Nov 21, 2019 to Nov 21, 2019

 

"Agressive Periodontitis in Children and Adolescents"

Periodontal disease is an inflammatory process affecting the protective and supportive tissues around the tooth. When this disease is rapidly progressing early in life, it is called aggressive periodontitis, more recently Grade C (high risk of pregression) periodontitis. The aggressive for of this disease starts early in life, is found in less than 3% of the population in North America, differently than the more common slowly progressive form of periodontitis, which affects 1 out of 2 Americans, and most commonly African-Americans. It is known to aggregate in families. When the disease starts, it affects very specific teeth in the mouth, permanent or primary (baby) teeth, leading to a rapid bone destruction if not treated timely. Treatment of the disease involves removal of bacterial deposits and systemic antibiotics. However, it is not clear in the literature when during therapy antibiotic therapy should be prescribed and which type and maintenance of the disease is essential to prevent its recurrence. We have studied a population with this disease for over ten years now in the attempt to unveil this disease etiology, contributing factors and response to treatment.

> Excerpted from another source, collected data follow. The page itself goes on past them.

//! Final report writing.

use super::prompts::{self, RESEARCH_BASE_SYSTEM};
use crate::brain::Brain;
use crate::error::LlmError;
use std::sync::Arc;
use tracing::info;

/// Writes the long-form report from aggregated summaries.
///
/// `content` is expected to fit the model already; the request is sent once
/// with the output allowance raised to whatever the prompt leaves free.
pub struct ReportSynthesizer {
    brain: Arc<Brain>,
    stream: bool,
}

impl ReportSynthesizer {
    pub fn new(brain: Arc<Brain>) -> Self {
        Self {
            brain,
            stream: false,
        }
    }

    pub fn with_streaming(mut self, stream: bool) -> Self {
        self.stream = stream;
        self
    }

    pub async fn write_report(
        &self,
        topic: &str,
        content: &str,
        system_text: Option<&str>,
    ) -> Result<String, LlmError> {
        let prompt = prompts::conduct_research_prompt(topic, content);
        let system_text = system_text.unwrap_or(RESEARCH_BASE_SYSTEM).to_string();
        let report = self
            .brain
            .ask_uncapped(&prompt, &[system_text], self.stream)
            .await?;
        info!(topic, report_chars = report.len(), "Report written");
        Ok(report)
    }
}

#[cfg(test)]
mod tests {
    use super::*;
    use crate::brain::MockLlmProvider;

    #[tokio::test]
    async fn test_report_request_is_uncapped() {
        let provider = Arc::new(MockLlmProvider::with_response("# Report"));
        let brain = Arc::new(Brain::new(provider.clone()));
        let synthesizer = ReportSynthesizer::new(brain.clone());

        let report = synthesizer
            .write_report("Oracle vs MySQL", "url: https://a\nsummary: s", None)
            .await
            .unwrap();
        assert_eq!(report, "# Report");

        let request = &provider.requests()[0];
        let used = brain.count_tokens(request.prompt()) + brain.count_tokens(RESEARCH_BASE_SYSTEM);
        assert_eq!(request.max_tokens, Some(brain.context_window() - used));
        assert!(request.prompt().contains("\"Oracle vs MySQL\""));
    }

    #[tokio::test]
    async fn test_report_streaming_matches_plain() {
        let provider = Arc::new(MockLlmProvider::with_response("Line one.\nLine  two."));
        let brain = Arc::new(Brain::new(provider));
        let plain = ReportSynthesizer::new(brain.clone())
            .write_report("t", "c", Some("sys"))
            .await
            .unwrap();
        let streamed = ReportSynthesizer::new(brain)
            .with_streaming(true)
            .write_report("t", "c", Some("sys"))
            .await
            .unwrap();
        assert_eq!(plain, streamed);
    }

    #[tokio::test]
    async fn test_oversized_content_overflows() {
        let provider = Arc::new(MockLlmProvider::with_response("x").with_context_window(50));
        let synthesizer = ReportSynthesizer::new(Arc::new(Brain::new(provider)));
        let err = synthesizer
            .write_report("t", &"word ".repeat(200), None)
            .await
            .unwrap_err();
        assert!(matches!(err, LlmError::ContextOverflow { .. }));
    }
}
use criterion::{Criterion, black_box, criterion_group, criterion_main};
use delve_core::brain::TokenCounter;
use delve_core::parse::{parse_index_list, parse_string_list};
use delve_core::research::prompts;
use delve_core::text::{fit_segments, split_into_chunks, split_paragraph};
use delve_core::web::{SearchResult, extract_text_from_html};

fn sample_results(prefix: &str, n: usize) -> Vec<SearchResult> {
    (0..n)
        .map(|i| {
            SearchResult::new(
                format!("{prefix} result {i}"),
                format!("https://{prefix}.example/{i}"),
                format!("A snippet describing {prefix} in some detail, entry number {i}."),
            )
        })
        .collect()
}

fn bench_token_counting(c: &mut Criterion) {
    let counter = TokenCounter::for_model("gpt-4o");
    let paragraph =
        "Oracle and MySQL are relational databases with different licensing. ".repeat(50);

    c.bench_function("token_count_paragraph", |b| {
        b.iter(|| counter.count(black_box(&paragraph)))
    });
}

fn bench_grounding_fit(c: &mut Criterion) {
    let counter = TokenCounter::for_model("gpt-4o");
    let keywords = vec!["oracle".to_string(), "mysql".to_string()];
    let results = vec![sample_results("oracle", 8), sample_results("mysql", 8)];

    c.bench_function("fit_grounding_prompt", |b| {
        b.iter(|| {
            let mut segments = results.clone();
            fit_segments(
                &mut segments,
                |s| prompts::summarize_search_prompt(4, &prompts::grounding_block(&keywords, s)),
                |p| counter.count(p),
                black_box(300),
            )
        })
    });
}

fn bench_chunking(c: &mut Criterion) {
    let counter = TokenCounter::for_model("gpt-4o");
    let page = (0..200)
        .map(|i| format!("Line {i}: MySQL is open source, Oracle is commercial. Both speak SQL."))
        .collect::<Vec<_>>()
        .join("\n");

    c.bench_function("split_into_chunks_page", |b| {
        b.iter(|| split_into_chunks(black_box(&page), &counter, 256))
    });

    let long_line = "Sentence one, clause two. ".repeat(200);
    c.bench_function("split_paragraph_long_line", |b| {
        b.iter(|| split_paragraph(black_box(&long_line), 2))
    });
}

fn bench_parsing(c: &mut Criterion) {
    let keywords = "Here you go:\n```json\n[\"Oracle\", \"MySQL\"]\n```";
    let indices = "[5, 3, 1, 0, 2, 4, 6, 7]";
    let html = "<html><body>".to_string()
        + &"<p>Oracle &amp; MySQL compared.</p><script>x()</script>".repeat(100)
        + "</body></html>";

    c.bench_function("parse_keyword_list", |b| {
        b.iter(|| parse_string_list(black_box(keywords)))
    });
    c.bench_function("parse_index_list", |b| {
        b.iter(|| parse_index_list(black_box(indices)))
    });
    c.bench_function("extract_text_from_html", |b| {
        b.iter(|| extract_text_from_html(black_box(&html)))
    });
}

criterion_group!(
    benches,
    bench_token_counting,
    bench_grounding_fit,
    bench_chunking,
    bench_parsing,
);
criterion_main!(benches);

In this lecture, we will cover aspects of localized aggressive periodontitis clinical presentation, etiopathogenesis, risk factors and treatment responses.

 

Luciana Macchion Shaddox, DDS, MS, Ph.D.

Professor and Associate Dean of Research

Division of Periodontology

Department of Oral Health Practice

University of Kentucky College of Dentistry

 

 

Dr.Luciana Shaddox has recently joined the University of Kentucky Division of Periodontology as a professor with tenure as of July 2018. She obtained her DDS, MS at University of Campinas, Brazil and part of her PhD was developed in conjunction with University of Florida Oral Biology department in 2004. She completed a one year pos-doctoral fellowship in Periodontal Microbiology at UF before joining UF Periodontology as faculty full-time in 2006. She became an associate professor with tenure at UF in 2012 and promoted to full professor in 2018 right before joining UK Dentistry.

 

Currently at UK, she is the director of research for the Periodontology graduate program, directs of one of the Periodontology courses for DMD students at UK, participates in several college and national committees and has an intense clinical translational research program supported by NIH since 2009. Her main research focus is aimed at evaluating immunological, microbiological and genetic factors involved with localized aggressive periodontal disease in children and adolescents. She has over 60 publications in peer-reviewed journals, she has been an ad-hoc member of several NIH study sections since 2016 and is the recipient of several research student-mentored awards and personal awards, including the prestigious American Academy of Periodontology Teaching Fellowship Award and the University of Florida Professorship Award.